Sgt. Varnau's crew were flying their eighth mission over enemy
territory, the target was Frankfurt, one of Germany's largest
industrial and rail centers. As the plane reached the target,
she was me by a heavy concentration of flak, one burst tore
through the nose of the ship, glanced off the navigator's table,
hitting both the Navigator, 2nd Lt. Marion O. McGurer, 23, of
Athens, Michigan, and the Bombardier, 2nd Lt. Thomas D. Burrell,
23, of San Diego, California, in the leg. Both of the officers
informed the pilot of their plight. Sgt. Varnau, his own gun
rendered useless because of a damaged sight, immediately went
to their aid. Reaching the nose of the ship he found the
Bombardier stretched our in the doorway; he quickly applied a
tourniquet to his leg and helped him to his seat. He followed
the same procedure with the Navigator and after making them both
as comfortable as possible he turned his attention to the ship
which thought damaged badly by flak, was still heading for the
target, which was only a few minutes away.
Realizing that both Navigator and Bombardier were out of action, he saw that it would be his job to drop the bombs. Without a moment's hesitation, he opened the bomb bay doors and prepared to release the Buccaneer's special gift to Frankfurt. Over the target he dropped his bombs and watched with satisfaction as he saw them hurtling downward in their journey of destruction.

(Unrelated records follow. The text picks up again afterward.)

//! Self-driving templates: apply a step until a condition holds.
//!
//! Three templates share this machinery:
//!
//! - [`ApplyUntil`]: legal while the hooks' `condition_met` is false.
//! - [`ApplyCountTimes`]: legal until it has been applied `TargetCount`
//!   times in a row (measured from the move records).
//! - [`ApplyUntilCount`]: legal until an external counter (typically a
//!   stack size) reaches or falls to `TargetCount`.
//!
//! All are fix-up moves by default: the game manager keeps proposing
//! them while they report legal, and they stop themselves by turning
//! illegal.

use crate::core::GameState;
use crate::manager::{GameDelegate, GameManager};

use super::base::Move;
use super::config::{CustomConfig, MoveInfo};
use super::error::{ApplyError, ConfigError, LegalError};

/// The operations an apply-until family template needs from its host.
///
/// Checked at installation, not on every call: the manager runs
/// `validate` once when the game is installed.
pub trait ApplyUntilHooks: Send + Sync {
    /// Perform one application.
    fn apply_step(&self, custom: &CustomConfig, state: &mut GameState)
        -> Result<(), ApplyError>;

    /// Whether the termination condition holds. Consulted by
    /// [`ApplyUntil`] only.
    fn condition_met(
        &self,
        _custom: &CustomConfig,
        _manager: &GameManager,
        _state: &GameState,
    ) -> bool {
        false
    }

    /// The external counter [`ApplyUntilCount`] compares against the
    /// target.
    fn count(&self, _custom: &CustomConfig, _state: &GameState) -> i64 {
        0
    }

    /// The target the counting templates compare against. Defaults to
    /// the `TargetCount` option, or 1 when unset.
    fn target_count(&self, custom: &CustomConfig) -> i64 {
        custom.target_count().unwrap_or(1)
    }

    /// Per-step legality beyond the termination condition.
    fn extra_legal(&self, _custom: &CustomConfig, _state: &GameState) -> Result<(), LegalError> {
        Ok(())
    }

    /// Installation checks (e.g. that named stacks resolve).
    fn validate(&self, _custom: &CustomConfig, _manager: &GameManager) -> Result<(), ConfigError> {
        Ok(())
    }

    /// Name used when no `MoveName` override is configured.
    fn fallback_name(&self) -> String {
        "Apply Until".to_string()
    }
}

/// Applies its hooks' step until `condition_met` reports true.
pub struct ApplyUntil<H: ApplyUntilHooks> {
    info: MoveInfo,
    hooks: H,
}

impl<H: ApplyUntilHooks> ApplyUntil<H> {
    /// Create the template around its hooks.
    #[must_use]
    pub fn new(hooks: H) -> Self {
        Self {
            info: MoveInfo::default(),
            hooks,
        }
    }
}

impl<H: ApplyUntilHooks> Move for ApplyUntil<H> {
    fn info(&self) -> &MoveInfo {
        &self.info
    }

    fn info_mut(&mut self) -> &mut MoveInfo {
        &mut self.info
    }

    fn fallback_name(&self, _delegate: &dyn GameDelegate) -> String {
        self.hooks.fallback_name()
    }

    fn fallback_help_text(&self) -> String {
        "Keeps applying itself until its condition is met.".to_string()
    }

    fn default_fix_up(&self) -> bool {
        true
    }

    fn allow_multiple_in_progression(&self) -> bool {
        true
    }

    fn validate(&self, manager: &GameManager) -> Result<(), ConfigError> {
        self.hooks.validate(self.info.custom(), manager)
    }

    fn legal(
        &self,
        manager: &GameManager,
        state: &GameState,
        proposer: crate::core::PlayerId,
    ) -> Result<(), LegalError> {
        self.base_legal(manager, state, proposer)?;
        if self.hooks.condition_met(self.info.custom(), manager, state) {
            return Err(LegalError::ConditionMet);
        }
        self.hooks.extra_legal(self.info.custom(), state)
    }

    fn apply(&self, _manager: &GameManager, state: &mut GameState) -> Result<(), ApplyError> {
        self.hooks.apply_step(self.info.custom(), state)
    }
}

/// How many times the tail of the move history repeats one name.
pub(crate) fn consecutive_applications(state: &GameState, name: &str) -> i64 {
    state
        .records()
        .iter()
        .rev()
        .take_while(|record| record.name == name)
        .count() as i64
}

/// Applies its hooks' step `TargetCount` times in a row.
///
/// The tally is re-derived from the move records on every check, so
/// there is no hidden counter to reset: a different move landing in the
/// history ends the run.
pub struct ApplyCountTimes<H: ApplyUntilHooks> {
    info: MoveInfo,
    hooks: H,
}

impl<H: ApplyUntilHooks> ApplyCountTimes<H> {
    /// Create the template around its hooks.
    #[must_use]
    pub fn new(hooks: H) -> Self {
        Self {
            info: MoveInfo::default(),
            hooks,
        }
    }
}

impl<H: ApplyUntilHooks> Move for ApplyCountTimes<H> {
    fn info(&self) -> &MoveInfo {
        &self.info
    }

    fn info_mut(&mut self) -> &mut MoveInfo {
        &mut self.info
    }

    fn fallback_name(&self, _delegate: &dyn GameDelegate) -> String {
        self.hooks.fallback_name()
    }

    fn fallback_help_text(&self) -> String {
        "Applies itself a fixed number of times.".to_string()
    }

    fn default_fix_up(&self) -> bool {
        true
    }

    fn allow_multiple_in_progression(&self) -> bool {
        true
    }

    fn validate(&self, manager: &GameManager) -> Result<(), ConfigError> {
        self.hooks.validate(self.info.custom(), manager)
    }

    fn legal(
        &self,
        manager: &GameManager,
        state: &GameState,
        proposer: crate::core::PlayerId,
    ) -> Result<(), LegalError> {
        self.base_legal(manager, state, proposer)?;
        let applied = consecutive_applications(state, self.name());
        if applied >= self.hooks.target_count(self.info.custom()) {
            return Err(LegalError::ConditionMet);
        }
        self.hooks.extra_legal(self.info.custom(), state)
    }

    fn apply(&self, _manager: &GameManager, state: &mut GameState) -> Result<(), ApplyError> {
        self.hooks.apply_step(self.info.custom(), state)
    }
}

/// Which way [`ApplyUntilCount`] compares its counter to the target.
#[derive(Clone, Copy, Debug, PartialEq, Eq)]
pub enum CountDirection {
    /// Done once the counter has climbed to the target.
    Reached,
    /// Done once the counter has fallen to the target.
    Left,
}

/// Applies its hooks' step until an external counter reaches (or falls
/// to) `TargetCount`.
pub struct ApplyUntilCount<H: ApplyUntilHooks> {
    info: MoveInfo,
    hooks: H,
    direction: CountDirection,
}

impl<H: ApplyUntilHooks> ApplyUntilCount<H> {
    /// Done once the hooks' counter has climbed to the target.
    #[must_use]
    pub fn until_reached(hooks: H) -> Self {
        Self {
            info: MoveInfo::default(),
            hooks,
            direction: CountDirection::Reached,
        }
    }

    /// Done once the hooks' counter has fallen to the target.
    #[must_use]
    pub fn until_left(hooks: H) -> Self {
        Self {
            info: MoveInfo::default(),
            hooks,
            direction: CountDirection::Left,
        }
    }

    fn count_condition_met(&self, state: &GameState) -> bool {
        let custom = self.info.custom();
        let count = self.hooks.count(custom, state);
        let target = self.hooks.target_count(custom);
        match self.direction {
            CountDirection::Reached => count >= target,
            CountDirection::Left => count <= target,
        }
    }
}

impl<H: ApplyUntilHooks> Move for ApplyUntilCount<H> {
    fn info(&self) -> &MoveInfo {
        &self.info
    }

    fn info_mut(&mut self) -> &mut MoveInfo {
        &mut self.info
    }

    fn fallback_name(&self, _delegate: &dyn GameDelegate) -> String {
        self.hooks.fallback_name()
    }

    fn fallback_help_text(&self) -> String {
        "Applies itself until a counter reaches its target.".to_string()
    }

    fn default_fix_up(&self) -> bool {
        true
    }

    fn allow_multiple_in_progression(&self) -> bool {
        true
    }

    fn validate(&self, manager: &GameManager) -> Result<(), ConfigError> {
        self.hooks.validate(self.info.custom(), manager)
    }

    fn legal(
        &self,
        manager: &GameManager,
        state: &GameState,
        proposer: crate::core::PlayerId,
    ) -> Result<(), LegalError> {
        self.base_legal(manager, state, proposer)?;
        if self.count_condition_met(state) {
            return Err(LegalError::ConditionMet);
        }
        self.hooks.extra_legal(self.info.custom(), state)
    }

    fn apply(&self, _manager: &GameManager, state: &mut GameState) -> Result<(), ApplyError> {
        self.hooks.apply_step(self.info.custom(), state)
    }
}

Sgt. Varnau now resumed his attentions to the two men injured in the nose. The Bombardier's leg was still bleeding badly, Sgt. Varnau applied another tourniquet and gave the officer some morphine to ease the pain. It was then that he began to notice his own predicament: his oxygen supply from his walk-around bottle was almost gone, there was no way of getting fresh oxygen in the nose, both the injured men needed all the oxygen they could get. If it had not been for the sudden appearance of a German fighter on the scene, Sgt. Varnau would probably not be around to tell this story today. In order to avoid the fighter, the Buccaneer went into a steep dive seeking protection in the clouds. She was flying at about 17,000 feet, this permitting Sgt. Varnau to take off his mask and replenish his oxygen supply.
For the remainder of the journey homeward, Sgt. Varnau rose in the nose looking after the injured crew members. Upon reaching their home station safely, the two men were taken to the station hospital and the flight surgeon commended Sgt. Varnau for the skillful way in which he had handled the difficult situation, for it was undoubtedly his First Aid that saved the lives of the two men. For Sgt. Varnau it was just another scene in the continuous drama that goes on in the Flying Forts every time they take off on a bombing assault on Fortress Europe.
Bombardier Lt. Thomas Burrell (Huckins crew, 711th) and navigator Lt. Marion McGurer (Gilleran crew, 708th) were both flying on this 4 February 1944 mission as replacements with the Lt. Gerald Leavitt crew. Sgt Varnau was decorated for his actions on the recommendation of Lt. Leavitt and the group’s commanding officer, Col. Hunter Harris.
One week later, the Leavitt
crew again came to the attention of the PR office in this
article written on the 10 February 1944 mission to Brunswick (Branschwieg):
Staff Sergeant Forest L. Lowry, 22, of Redkey, Ind., is the left
waist gunner on the Flying Fortress "Piccadilly Ann" that was
with the formation of the Eighth Air Force that went out to
pound the vital German industrial targets in Brunswick, Germany.
The Luftwaffe put in the air all the fighters they could muster
to meet the determined assault of the Fortresses.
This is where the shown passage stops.